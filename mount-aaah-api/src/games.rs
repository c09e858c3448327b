use crate::http::Request;
use crate::id::UniverseId;
use crate::{Client, Result};

use serde::Deserialize;
use serde_json::Value;

/// The body returned by the games endpoint.
///
/// Only the fields the site reads are modeled, and all of them are optional. `data` is kept as
/// a raw [`Value`] so a malformed list still decodes. Use [`GamesResponse::playing`] to read the
/// player count with its fallback rules applied.
#[derive(Clone, Debug, Default, Deserialize)]
pub struct GamesResponse {
    #[serde(default)]
    pub data: Option<Value>,
}

impl GamesResponse {
    /// Returns the first game in the response. An entry that is not a game object decodes as
    /// an empty [`GameDetails`].
    pub fn first(&self) -> Option<GameDetails> {
        let first = self.data.as_ref()?.as_array()?.first()?;

        Some(GameDetails::deserialize(first).unwrap_or_default())
    }

    /// Returns the player count of the first game in the response, or `0` if there is none.
    pub fn playing(&self) -> u64 {
        self.first().map_or(0, |game| game.playing())
    }
}

#[derive(Clone, Debug, Default, Deserialize)]
pub struct GameDetails {
    #[serde(default)]
    pub playing: Option<Value>,
}

impl GameDetails {
    /// Returns the number of players currently in the game.
    ///
    /// A missing, non-numeric or negative value counts as `0`. Fractions are truncated.
    pub fn playing(&self) -> u64 {
        match self.playing.as_ref().and_then(Value::as_f64) {
            Some(n) if n.is_finite() && n > 0.0 => n as u64,
            _ => 0,
        }
    }
}

#[derive(Copy, Clone, Debug)]
pub struct GamesClient<'a> {
    client: &'a Client,
}

impl<'a> GamesClient<'a> {
    pub(crate) fn new(client: &'a Client) -> Self {
        Self { client }
    }

    /// Returns the number of players currently playing in the universe with the given `id`.
    ///
    /// # Errors
    ///
    /// Returns an error if the request fails or the server does not respond with a 2xx status
    /// code.
    pub async fn playing(&self, id: UniverseId) -> Result<u64> {
        let resp: GamesResponse = self.client.send(self.request(id)).await?.json().await?;

        Ok(resp.playing())
    }

    fn request(&self, id: UniverseId) -> Request {
        self.client
            .games_request()
            .uri(&format!("/v1/games?universeIds={}", id))
            .build()
    }
}

#[cfg(test)]
mod tests {
    use super::GamesResponse;
    use crate::id::UniverseId;
    use crate::Client;

    fn parse(s: &str) -> GamesResponse {
        serde_json::from_str(s).unwrap()
    }

    #[test]
    fn test_games_request() {
        let client = Client::with_base_urls("http://localhost:8080", "http://localhost:8081/");
        let req = client.games().request(UniverseId(383310974));

        assert_eq!(
            req.uri(),
            "http://localhost:8081/v1/games?universeIds=383310974"
        );
    }

    #[test]
    fn test_games_response_playing() {
        assert_eq!(parse(r#"{"data":[{"id":1,"playing":842}]}"#).playing(), 842);
        assert_eq!(parse(r#"{"data":[{"playing":1234567}]}"#).playing(), 1234567);
        assert_eq!(parse(r#"{"data":[{"playing":12.9}]}"#).playing(), 12);
    }

    #[test]
    fn test_games_response_fallback() {
        assert_eq!(parse(r#"{"data":[{"id":1}]}"#).playing(), 0);
        assert_eq!(parse(r#"{"data":[{"playing":null}]}"#).playing(), 0);
        assert_eq!(parse(r#"{"data":[{"playing":"842"}]}"#).playing(), 0);
        assert_eq!(parse(r#"{"data":[{"playing":-5}]}"#).playing(), 0);
        assert_eq!(parse(r#"{"data":[]}"#).playing(), 0);
        assert_eq!(parse(r#"{"data":null}"#).playing(), 0);
        assert_eq!(parse("{}").playing(), 0);

        // Malformed lists and entries.
        assert_eq!(parse(r#"{"data":[null]}"#).playing(), 0);
        assert_eq!(parse(r#"{"data":{}}"#).playing(), 0);
        assert_eq!(parse(r#"{"data":["x"]}"#).playing(), 0);
        assert_eq!(parse(r#"{"data":"games"}"#).playing(), 0);
        assert_eq!(parse(r#"{"data":[[1],{"playing":7}]}"#).playing(), 0);
    }
}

_WORK INSTRUCTIONS_:
Write out the data a second time, exactly the same.

_SOLUTION FOR THIS PROBLEM_:
filename mount-aaah-api/src/games.rs
repository c09e858c3448327b
use crate::http::Request;
use crate::id::UniverseId;
use crate::{Client, Result};

use serde::Deserialize;
use serde_json::Value;

/// The body returned by the games endpoint.
///
/// Only the fields the site reads are modeled, and all of them are optional. `data` is kept as
/// a raw [`Value`] so a malformed list still decodes. Use [`GamesResponse::playing`] to read the
/// player count with its fallback rules applied.
#[derive(Clone, Debug, Default, Deserialize)]
pub struct GamesResponse {
    #[serde(default)]
    pub data: Option<Value>,
}

impl GamesResponse {
    /// Returns the first game in the response. An entry that is not a game object decodes as
    /// an empty [`GameDetails`].
    pub fn first(&self) -> Option<GameDetails> {
        let first = self.data.as_ref()?.as_array()?.first()?;

        Some(GameDetails::deserialize(first).unwrap_or_default())
    }

    /// Returns the player count of the first game in the response, or `0` if there is none.
    pub fn playing(&self) -> u64 {
        self.first().map_or(0, |game| game.playing())
    }
}

#[derive(Clone, Debug, Default, Deserialize)]
pub struct GameDetails {
    #[serde(default)]
    pub playing: Option<Value>,
}

impl GameDetails {
    /// Returns the number of players currently in the game.
    ///
    /// A missing, non-numeric or negative value counts as `0`. Fractions are truncated.
    pub fn playing(&self) -> u64 {
        match self.playing.as_ref().and_then(Value::as_f64) {
            Some(n) if n.is_finite() && n > 0.0 => n as u64,
            _ => 0,
        }
    }
}

#[derive(Copy, Clone, Debug)]
pub struct GamesClient<'a> {
    client: &'a Client,
}

impl<'a> GamesClient<'a> {
    pub(crate) fn new(client: &'a Client) -> Self {
        Self { client }
    }

    /// Returns the number of players currently playing in the universe with the given `id`.
    ///
    /// # Errors
    ///
    /// Returns an error if the request fails or the server does not respond with a 2xx status
    /// code.
    pub async fn playing(&self, id: UniverseId) -> Result<u64> {
        let resp: GamesResponse = self.client.send(self.request(id)).await?.json().await?;

        Ok(resp.playing())
    }

    fn request(&self, id: UniverseId) -> Request {
        self.client
            .games_request()
            .uri(&format!("/v1/games?universeIds={}", id))
            .build()
    }
}

#[cfg(test)]
mod tests {
    use super::GamesResponse;
    use crate::id::UniverseId;
    use crate::Client;

    fn parse(s: &str) -> GamesResponse {
        serde_json::from_str(s).unwrap()
    }

    #[test]
    fn test_games_request() {
        let client = Client::with_base_urls("http://localhost:8080", "http://localhost:8081/");
        let req = client.games().request(UniverseId(383310974));

        assert_eq!(
            req.uri(),
            "http://localhost:8081/v1/games?universeIds=383310974"
        );
    }

    #[test]
    fn test_games_response_playing() {
        assert_eq!(parse(r#"{"data":[{"id":1,"playing":842}]}"#).playing(), 842);
        assert_eq!(parse(r#"{"data":[{"playing":1234567}]}"#).playing(), 1234567);
        assert_eq!(parse(r#"{"data":[{"playing":12.9}]}"#).playing(), 12);
    }

    #[test]
    fn test_games_response_fallback() {
        assert_eq!(parse(r#"{"data":[{"id":1}]}"#).playing(), 0);
        assert_eq!(parse(r#"{"data":[{"playing":null}]}"#).playing(), 0);
        assert_eq!(parse(r#"{"data":[{"playing":"842"}]}"#).playing(), 0);
        assert_eq!(parse(r#"{"data":[{"playing":-5}]}"#).playing(), 0);
        assert_eq!(parse(r#"{"data":[]}"#).playing(), 0);
        assert_eq!(parse(r#"{"data":null}"#).playing(), 0);
        assert_eq!(parse("{}").playing(), 0);

        // Malformed lists and entries.
        assert_eq!(parse(r#"{"data":[null]}"#).playing(), 0);
        assert_eq!(parse(r#"{"data":{}}"#).playing(), 0);
        assert_eq!(parse(r#"{"data":["x"]}"#).playing(), 0);
        assert_eq!(parse(r#"{"data":"games"}"#).playing(), 0);
        assert_eq!(parse(r#"{"data":[[1],{"playing":7}]}"#).playing(), 0);
    }
}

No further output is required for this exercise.